Saint Pierre reprend sa lecture. Il se demande vraiment comment ce pauvre bougre a pu en arriver là. Il décide alors de consulter son dossier, sort de sa poche un petit rectangle translucide et commence à l'effleurer. Une lumière azurée s'en échappe projetant des données partout sur le néant.

"Il n'a pas l'air si con. Il n'est pas vraiment beau (je reconnais quand même que Dieu n'a pas fait beaucoup d'effort sur ce coup-là), mais il compense au mieux en prenant soin de lui. Des parents juste utiles, mais pas vraiment aimants, mais pas vraiment absents, pas vraiment un peu tout, mais vraiment pas assez sur absolument tout.
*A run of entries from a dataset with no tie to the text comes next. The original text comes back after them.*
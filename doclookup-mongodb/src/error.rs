//! Error types for MongoDB operations.

use doclookup_query::LookupError;
use mongodb::error::ErrorKind;
use thiserror::Error;

/// Result type for MongoDB operations.
pub type MongoResult<T> = Result<T, MongoError>;

/// Errors that can occur during MongoDB operations.
#[derive(Error, Debug)]
pub enum MongoError {
    /// MongoDB driver error.
    #[error("mongodb error: {0}")]
    Driver(#[from] mongodb::error::Error),

    /// Configuration error.
    #[error("configuration error: {0}")]
    Config(String),

    /// Connection error.
    #[error("connection error: {0}")]
    Connection(String),

    /// Query execution error.
    #[error("query error: {0}")]
    Query(String),
}

impl MongoError {
    /// Create a configuration error.
    pub fn config(message: impl Into<String>) -> Self {
        Self::Config(message.into())
    }

    /// Create a connection error.
    pub fn connection(message: impl Into<String>) -> Self {
        Self::Connection(message.into())
    }

    /// Create a query error.
    pub fn query(message: impl Into<String>) -> Self {
        Self::Query(message.into())
    }

    /// Check if this is a configuration error.
    pub fn is_config_error(&self) -> bool {
        matches!(self, Self::Config(_))
    }

    /// Check if this is a connection error.
    pub fn is_connection_error(&self) -> bool {
        matches!(self, Self::Connection(_))
    }
}

impl From<MongoError> for LookupError {
    fn from(err: MongoError) -> Self {
        match err {
            MongoError::Config(msg) => LookupError::missing_configuration(msg),
            MongoError::Connection(msg) => LookupError::connection(msg),
            MongoError::Driver(e) => {
                let msg = e.to_string();
                if is_unreachable(&e) {
                    return LookupError::connection(msg).with_source(e);
                }
                LookupError::database(msg).with_source(e)
            }
            MongoError::Query(msg) => LookupError::database(msg),
        }
    }
}

/// Whether a driver error means the server could not be reached.
fn is_unreachable(err: &mongodb::error::Error) -> bool {
    matches!(
        err.kind.as_ref(),
        ErrorKind::ServerSelection { .. }
            | ErrorKind::Io(_)
            | ErrorKind::DnsResolve { .. }
            | ErrorKind::ConnectionPoolCleared { .. }
    )
}

#[cfg(test)]
mod tests {
    use super::*;
    use doclookup_query::ErrorCode;

    #[test]
    fn test_error_creation() {
        let err = MongoError::config("Missing MONGO_URI");
        assert!(err.is_config_error());

        let err = MongoError::connection("connection refused");
        assert!(err.is_connection_error());
    }

    #[test]
    fn test_error_display() {
        let err = MongoError::config("Missing MONGO_URI");
        assert_eq!(err.to_string(), "configuration error: Missing MONGO_URI");
    }

    #[test]
    fn test_into_lookup_error() {
        let err: LookupError = MongoError::config("Missing MONGO_URI").into();
        assert!(err.is_configuration());
        assert_eq!(err.message, "Missing MONGO_URI");

        let err: LookupError = MongoError::connection("refused").into();
        assert_eq!(err.code, ErrorCode::ConnectionFailed);

        let err: LookupError = MongoError::query("bad sort").into();
        assert_eq!(err.code, ErrorCode::DatabaseError);
    }

    #[test]
    fn test_driver_errors_classified_by_kind() {
        let io = std::io::Error::new(std::io::ErrorKind::ConnectionRefused, "refused");
        let err: LookupError = MongoError::Driver(mongodb::error::Error::from(io)).into();
        assert_eq!(err.code, ErrorCode::ConnectionFailed);
        assert!(std::error::Error::source(&err).is_some());
    }
}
Une sœur ainée humiliante à la moindre occasion, aujourd'hui comme avant, avec condescendance et une fausse affection, mais rien de si perturbant. Une vie plate comme un pain qui refuse de pousser malgré un bon levain et une température à peu près adaptée, voilà tout. Il a beau essayer sans cesse depuis bien des années de croire un peu en lui, à sa chance de s'élever, il n'y arrive pas. Et le cœur n'y est plus. La routine.
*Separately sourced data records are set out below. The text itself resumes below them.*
//! HTTP server.

use std::future::Future;
use std::net::SocketAddr;

use axum::Router;
use http::Method;
use tokio::net::TcpListener;
use tower_http::cors::{Any, CorsLayer};
use tower_http::trace::TraceLayer;
use tracing::{info, warn};

use crate::error::ServerError;
use crate::handlers::AppState;
use crate::routes::create_router;

/// Default listen address.
pub const DEFAULT_LISTEN: &str = "127.0.0.1:8080";

/// Server options.
#[derive(Debug, Clone, PartialEq, Eq)]
pub struct ServerConfig {
    /// Address to listen on.
    pub listen: String,
    /// Allow cross-origin GET requests from any origin.
    pub cors: bool,
}

impl Default for ServerConfig {
    fn default() -> Self {
        Self {
            listen: DEFAULT_LISTEN.to_string(),
            cors: false,
        }
    }
}

impl ServerConfig {
    /// Parse the listen address.
    pub fn addr(&self) -> Result<SocketAddr, ServerError> {
        self.listen
            .parse()
            .map_err(|_| ServerError::InvalidAddress(self.listen.clone()))
    }
}

/// Build the router with tracing and, when enabled, CORS.
pub fn build_app(state: AppState, config: &ServerConfig) -> Router {
    let mut app = create_router(state);

    if config.cors {
        let cors = CorsLayer::new()
            .allow_methods([Method::GET, Method::OPTIONS])
            .allow_headers(Any)
            .allow_origin(Any);
        app = app.layer(cors);
    }

    app.layer(TraceLayer::new_for_http())
}

/// The lookup HTTP server.
pub struct LookupServer {
    config: ServerConfig,
    state: AppState,
}

impl LookupServer {
    /// Create a server.
    pub fn new(config: ServerConfig, state: AppState) -> Self {
        Self { config, state }
    }

    /// Bind the listen address.
    pub async fn bind(&self) -> Result<TcpListener, ServerError> {
        let addr = self.config.addr()?;
        TcpListener::bind(addr).await.map_err(|source| ServerError::Bind {
            addr: addr.to_string(),
            source,
        })
    }

    /// Serve on an already bound listener until `shutdown` resolves.
    pub async fn serve<F>(self, listener: TcpListener, shutdown: F) -> Result<(), ServerError>
    where
        F: Future<Output = ()> + Send + 'static,
    {
        let app = build_app(self.state, &self.config);

        if let Ok(addr) = listener.local_addr() {
            info!("Lookup server listening on http://{}", addr);
        }

        axum::serve(listener, app)
            .with_graceful_shutdown(async move {
                shutdown.await;
                info!("Lookup server shutting down");
            })
            .await?;

        Ok(())
    }

    /// Bind and serve until Ctrl-C.
    pub async fn run(self) -> Result<(), ServerError> {
        let listener = self.bind().await?;
        self.serve(listener, shutdown_signal()).await
    }
}

/// Resolves on Ctrl-C.
pub async fn shutdown_signal() {
    if let Err(e) = tokio::signal::ctrl_c().await {
        warn!(error = %e, "Failed to listen for Ctrl-C");
        std::future::pending::<()>().await;
    }
}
Et puis, il se plaint de quoi? Un boulot très tranquille et pourtant bien payé. Une femme intéressante, il n'est pas mal tombé. Mais pas faite pour lui, qui a force d'espérer préfère le détester. Au moins le mépriser. Mais rien à lui reprocher. Et des enfants fabuleux (il faut que je les garde à l'œil ces deux-là). Et de belles rencontres, la dernière est sublime, assurément. Et...c'est quoi ces conneries Cupidon?"

- Oui, tu as vu, c'est marrant ça non?

- Marrant? Une flèche isolée dans la vie d'un homme, passe encore. Deux flèches, c'est une coïncidence. Trois c'est de l'acharnement. Mais quatre, c'est du sadisme! Tu es un putain de fils de pute!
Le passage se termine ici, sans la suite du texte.